▶ _The data_
--- START ---

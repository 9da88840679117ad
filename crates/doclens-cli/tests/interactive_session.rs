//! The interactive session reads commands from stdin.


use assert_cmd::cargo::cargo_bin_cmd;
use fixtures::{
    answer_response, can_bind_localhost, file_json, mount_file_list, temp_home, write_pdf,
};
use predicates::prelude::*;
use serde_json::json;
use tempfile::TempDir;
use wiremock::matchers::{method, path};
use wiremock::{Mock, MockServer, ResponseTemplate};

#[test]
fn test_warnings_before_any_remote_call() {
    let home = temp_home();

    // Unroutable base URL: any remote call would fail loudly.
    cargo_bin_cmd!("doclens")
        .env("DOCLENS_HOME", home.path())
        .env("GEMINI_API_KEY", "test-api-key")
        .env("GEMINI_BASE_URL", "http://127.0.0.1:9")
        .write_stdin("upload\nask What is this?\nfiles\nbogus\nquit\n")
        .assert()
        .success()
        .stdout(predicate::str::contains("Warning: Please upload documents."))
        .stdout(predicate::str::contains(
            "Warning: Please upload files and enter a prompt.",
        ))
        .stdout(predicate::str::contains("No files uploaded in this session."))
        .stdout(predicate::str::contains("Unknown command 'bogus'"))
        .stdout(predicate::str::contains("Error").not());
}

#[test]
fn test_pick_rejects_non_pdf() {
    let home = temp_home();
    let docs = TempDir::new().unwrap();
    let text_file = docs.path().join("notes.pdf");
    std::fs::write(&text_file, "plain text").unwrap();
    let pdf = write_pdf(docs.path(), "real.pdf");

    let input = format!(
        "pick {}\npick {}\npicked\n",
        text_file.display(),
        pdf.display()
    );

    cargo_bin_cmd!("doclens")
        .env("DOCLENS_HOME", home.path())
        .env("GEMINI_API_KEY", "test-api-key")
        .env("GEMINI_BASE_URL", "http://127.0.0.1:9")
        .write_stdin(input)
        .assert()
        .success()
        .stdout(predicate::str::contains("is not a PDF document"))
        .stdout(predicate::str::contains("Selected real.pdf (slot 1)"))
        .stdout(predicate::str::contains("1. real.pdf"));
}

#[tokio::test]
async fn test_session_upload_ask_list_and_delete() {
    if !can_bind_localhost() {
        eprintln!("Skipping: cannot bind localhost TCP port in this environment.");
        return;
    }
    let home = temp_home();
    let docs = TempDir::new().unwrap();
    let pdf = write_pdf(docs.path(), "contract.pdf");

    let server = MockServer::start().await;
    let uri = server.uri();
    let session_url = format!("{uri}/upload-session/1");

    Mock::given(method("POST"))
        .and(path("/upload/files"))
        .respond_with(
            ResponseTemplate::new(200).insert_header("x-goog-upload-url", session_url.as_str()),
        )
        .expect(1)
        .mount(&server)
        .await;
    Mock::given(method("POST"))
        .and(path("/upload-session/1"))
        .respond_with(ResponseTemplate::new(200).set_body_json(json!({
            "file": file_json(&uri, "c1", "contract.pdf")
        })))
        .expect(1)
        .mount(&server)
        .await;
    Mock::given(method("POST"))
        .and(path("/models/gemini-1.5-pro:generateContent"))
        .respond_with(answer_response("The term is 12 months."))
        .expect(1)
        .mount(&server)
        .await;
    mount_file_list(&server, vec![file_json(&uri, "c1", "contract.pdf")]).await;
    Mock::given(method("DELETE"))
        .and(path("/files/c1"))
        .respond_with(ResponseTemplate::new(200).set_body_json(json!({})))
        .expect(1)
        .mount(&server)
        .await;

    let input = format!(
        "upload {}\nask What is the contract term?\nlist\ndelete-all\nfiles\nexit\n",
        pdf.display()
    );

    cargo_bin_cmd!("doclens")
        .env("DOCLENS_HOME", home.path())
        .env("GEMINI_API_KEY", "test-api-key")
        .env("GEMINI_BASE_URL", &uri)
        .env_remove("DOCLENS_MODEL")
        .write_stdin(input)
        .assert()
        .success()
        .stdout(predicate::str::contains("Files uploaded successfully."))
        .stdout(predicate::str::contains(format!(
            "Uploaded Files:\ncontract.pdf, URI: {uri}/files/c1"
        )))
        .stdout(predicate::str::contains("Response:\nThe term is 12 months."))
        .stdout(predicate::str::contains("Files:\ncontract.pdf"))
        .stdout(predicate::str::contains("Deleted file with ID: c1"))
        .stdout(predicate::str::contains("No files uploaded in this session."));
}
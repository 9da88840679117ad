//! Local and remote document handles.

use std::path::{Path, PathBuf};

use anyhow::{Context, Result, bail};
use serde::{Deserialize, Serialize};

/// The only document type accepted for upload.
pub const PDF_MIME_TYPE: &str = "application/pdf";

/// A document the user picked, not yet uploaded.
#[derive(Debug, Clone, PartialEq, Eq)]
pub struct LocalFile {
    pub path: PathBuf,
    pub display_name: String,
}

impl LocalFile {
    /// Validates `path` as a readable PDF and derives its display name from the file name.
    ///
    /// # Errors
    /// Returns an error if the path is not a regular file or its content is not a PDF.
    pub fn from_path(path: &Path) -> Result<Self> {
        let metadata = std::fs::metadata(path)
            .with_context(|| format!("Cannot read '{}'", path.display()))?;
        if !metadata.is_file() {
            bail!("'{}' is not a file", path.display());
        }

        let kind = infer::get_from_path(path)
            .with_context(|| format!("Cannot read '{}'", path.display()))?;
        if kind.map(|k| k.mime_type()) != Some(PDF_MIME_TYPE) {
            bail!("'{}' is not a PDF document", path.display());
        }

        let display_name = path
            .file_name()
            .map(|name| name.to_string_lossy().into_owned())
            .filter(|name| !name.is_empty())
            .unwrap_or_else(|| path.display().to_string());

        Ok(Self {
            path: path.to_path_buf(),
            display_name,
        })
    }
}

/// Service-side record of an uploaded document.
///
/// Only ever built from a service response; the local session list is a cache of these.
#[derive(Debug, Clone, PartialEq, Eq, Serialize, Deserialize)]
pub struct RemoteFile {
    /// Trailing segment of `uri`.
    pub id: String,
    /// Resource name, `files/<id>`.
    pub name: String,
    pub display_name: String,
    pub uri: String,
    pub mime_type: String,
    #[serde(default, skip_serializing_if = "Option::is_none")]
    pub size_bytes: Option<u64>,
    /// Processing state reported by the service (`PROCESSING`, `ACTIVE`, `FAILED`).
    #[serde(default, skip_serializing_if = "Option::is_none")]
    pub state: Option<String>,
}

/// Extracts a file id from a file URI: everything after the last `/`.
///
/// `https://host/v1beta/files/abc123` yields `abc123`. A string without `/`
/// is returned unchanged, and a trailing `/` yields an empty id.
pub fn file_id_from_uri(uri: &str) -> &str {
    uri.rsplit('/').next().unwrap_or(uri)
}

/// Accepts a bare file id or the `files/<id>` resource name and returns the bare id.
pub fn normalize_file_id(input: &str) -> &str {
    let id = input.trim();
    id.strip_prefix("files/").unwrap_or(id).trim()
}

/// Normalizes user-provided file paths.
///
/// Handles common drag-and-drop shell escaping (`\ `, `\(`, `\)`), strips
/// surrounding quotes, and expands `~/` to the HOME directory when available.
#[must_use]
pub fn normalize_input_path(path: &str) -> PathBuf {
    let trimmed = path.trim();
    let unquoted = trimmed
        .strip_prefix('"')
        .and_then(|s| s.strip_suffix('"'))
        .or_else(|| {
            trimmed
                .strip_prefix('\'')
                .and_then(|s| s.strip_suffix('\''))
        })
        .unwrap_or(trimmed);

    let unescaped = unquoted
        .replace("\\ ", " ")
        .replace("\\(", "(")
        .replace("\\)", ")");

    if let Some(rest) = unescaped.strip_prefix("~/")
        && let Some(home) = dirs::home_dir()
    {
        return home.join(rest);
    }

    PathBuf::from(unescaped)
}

--- END ---

Could you return the data above exactly as it stands?

▶ _Expected output_
repository 9da88840679117ad
filename crates/doclens-cli/tests/interactive_session.rs
//! The interactive session reads commands from stdin.


use assert_cmd::cargo::cargo_bin_cmd;
use fixtures::{
    answer_response, can_bind_localhost, file_json, mount_file_list, temp_home, write_pdf,
};
use predicates::prelude::*;
use serde_json::json;
use tempfile::TempDir;
use wiremock::matchers::{method, path};
use wiremock::{Mock, MockServer, ResponseTemplate};

#[test]
fn test_warnings_before_any_remote_call() {
    let home = temp_home();

    // Unroutable base URL: any remote call would fail loudly.
    cargo_bin_cmd!("doclens")
        .env("DOCLENS_HOME", home.path())
        .env("GEMINI_API_KEY", "test-api-key")
        .env("GEMINI_BASE_URL", "http://127.0.0.1:9")
        .write_stdin("upload\nask What is this?\nfiles\nbogus\nquit\n")
        .assert()
        .success()
        .stdout(predicate::str::contains("Warning: Please upload documents."))
        .stdout(predicate::str::contains(
            "Warning: Please upload files and enter a prompt.",
        ))
        .stdout(predicate::str::contains("No files uploaded in this session."))
        .stdout(predicate::str::contains("Unknown command 'bogus'"))
        .stdout(predicate::str::contains("Error").not());
}

#[test]
fn test_pick_rejects_non_pdf() {
    let home = temp_home();
    let docs = TempDir::new().unwrap();
    let text_file = docs.path().join("notes.pdf");
    std::fs::write(&text_file, "plain text").unwrap();
    let pdf = write_pdf(docs.path(), "real.pdf");

    let input = format!(
        "pick {}\npick {}\npicked\n",
        text_file.display(),
        pdf.display()
    );

    cargo_bin_cmd!("doclens")
        .env("DOCLENS_HOME", home.path())
        .env("GEMINI_API_KEY", "test-api-key")
        .env("GEMINI_BASE_URL", "http://127.0.0.1:9")
        .write_stdin(input)
        .assert()
        .success()
        .stdout(predicate::str::contains("is not a PDF document"))
        .stdout(predicate::str::contains("Selected real.pdf (slot 1)"))
        .stdout(predicate::str::contains("1. real.pdf"));
}

#[tokio::test]
async fn test_session_upload_ask_list_and_delete() {
    if !can_bind_localhost() {
        eprintln!("Skipping: cannot bind localhost TCP port in this environment.");
        return;
    }
    let home = temp_home();
    let docs = TempDir::new().unwrap();
    let pdf = write_pdf(docs.path(), "contract.pdf");

    let server = MockServer::start().await;
    let uri = server.uri();
    let session_url = format!("{uri}/upload-session/1");

    Mock::given(method("POST"))
        .and(path("/upload/files"))
        .respond_with(
            ResponseTemplate::new(200).insert_header("x-goog-upload-url", session_url.as_str()),
        )
        .expect(1)
        .mount(&server)
        .await;
    Mock::given(method("POST"))
        .and(path("/upload-session/1"))
        .respond_with(ResponseTemplate::new(200).set_body_json(json!({
            "file": file_json(&uri, "c1", "contract.pdf")
        })))
        .expect(1)
        .mount(&server)
        .await;
    Mock::given(method("POST"))
        .and(path("/models/gemini-1.5-pro:generateContent"))
        .respond_with(answer_response("The term is 12 months."))
        .expect(1)
        .mount(&server)
        .await;
    mount_file_list(&server, vec![file_json(&uri, "c1", "contract.pdf")]).await;
    Mock::given(method("DELETE"))
        .and(path("/files/c1"))
        .respond_with(ResponseTemplate::new(200).set_body_json(json!({})))
        .expect(1)
        .mount(&server)
        .await;

    let input = format!(
        "upload {}\nask What is the contract term?\nlist\ndelete-all\nfiles\nexit\n",
        pdf.display()
    );

    cargo_bin_cmd!("doclens")
        .env("DOCLENS_HOME", home.path())
        .env("GEMINI_API_KEY", "test-api-key")
        .env("GEMINI_BASE_URL", &uri)
        .env_remove("DOCLENS_MODEL")
        .write_stdin(input)
        .assert()
        .success()
        .stdout(predicate::str::contains("Files uploaded successfully."))
        .stdout(predicate::str::contains(format!(
            "Uploaded Files:\ncontract.pdf, URI: {uri}/files/c1"
        )))
        .stdout(predicate::str::contains("Response:\nThe term is 12 months."))
        .stdout(predicate::str::contains("Files:\ncontract.pdf"))
        .stdout(predicate::str::contains("Deleted file with ID: c1"))
        .stdout(predicate::str::contains("No files uploaded in this session."));
}
repository 9da88840679117ad
//! Local and remote document handles.

use std::path::{Path, PathBuf};

use anyhow::{Context, Result, bail};
use serde::{Deserialize, Serialize};

/// The only document type accepted for upload.
pub const PDF_MIME_TYPE: &str = "application/pdf";

/// A document the user picked, not yet uploaded.
#[derive(Debug, Clone, PartialEq, Eq)]
pub struct LocalFile {
    pub path: PathBuf,
    pub display_name: String,
}

impl LocalFile {
    /// Validates `path` as a readable PDF and derives its display name from the file name.
    ///
    /// # Errors
    /// Returns an error if the path is not a regular file or its content is not a PDF.
    pub fn from_path(path: &Path) -> Result<Self> {
        let metadata = std::fs::metadata(path)
            .with_context(|| format!("Cannot read '{}'", path.display()))?;
        if !metadata.is_file() {
            bail!("'{}' is not a file", path.display());
        }

        let kind = infer::get_from_path(path)
            .with_context(|| format!("Cannot read '{}'", path.display()))?;
        if kind.map(|k| k.mime_type()) != Some(PDF_MIME_TYPE) {
            bail!("'{}' is not a PDF document", path.display());
        }

        let display_name = path
            .file_name()
            .map(|name| name.to_string_lossy().into_owned())
            .filter(|name| !name.is_empty())
            .unwrap_or_else(|| path.display().to_string());

        Ok(Self {
            path: path.to_path_buf(),
            display_name,
        })
    }
}

/// Service-side record of an uploaded document.
///
/// Only ever built from a service response; the local session list is a cache of these.
#[derive(Debug, Clone, PartialEq, Eq, Serialize, Deserialize)]
pub struct RemoteFile {
    /// Trailing segment of `uri`.
    pub id: String,
    /// Resource name, `files/<id>`.
    pub name: String,
    pub display_name: String,
    pub uri: String,
    pub mime_type: String,
    #[serde(default, skip_serializing_if = "Option::is_none")]
    pub size_bytes: Option<u64>,
    /// Processing state reported by the service (`PROCESSING`, `ACTIVE`, `FAILED`).
    #[serde(default, skip_serializing_if = "Option::is_none")]
    pub state: Option<String>,
}

/// Extracts a file id from a file URI: everything after the last `/`.
///
/// `https://host/v1beta/files/abc123` yields `abc123`. A string without `/`
/// is returned unchanged, and a trailing `/` yields an empty id.
pub fn file_id_from_uri(uri: &str) -> &str {
    uri.rsplit('/').next().unwrap_or(uri)
}

/// Accepts a bare file id or the `files/<id>` resource name and returns the bare id.
pub fn normalize_file_id(input: &str) -> &str {
    let id = input.trim();
    id.strip_prefix("files/").unwrap_or(id).trim()
}

/// Normalizes user-provided file paths.
///
/// Handles common drag-and-drop shell escaping (`\ `, `\(`, `\)`), strips
/// surrounding quotes, and expands `~/` to the HOME directory when available.
#[must_use]
pub fn normalize_input_path(path: &str) -> PathBuf {
    let trimmed = path.trim();
    let unquoted = trimmed
        .strip_prefix('"')
        .and_then(|s| s.strip_suffix('"'))
        .or_else(|| {
            trimmed
                .strip_prefix('\'')
                .and_then(|s| s.strip_suffix('\''))
        })
        .unwrap_or(trimmed);

    let unescaped = unquoted
        .replace("\\ ", " ")
        .replace("\\(", "(")
        .replace("\\)", ")");

    if let Some(rest) = unescaped.strip_prefix("~/")
        && let Some(home) = dirs::home_dir()
    {
        return home.join(rest);
    }

    PathBuf::from(unescaped)
}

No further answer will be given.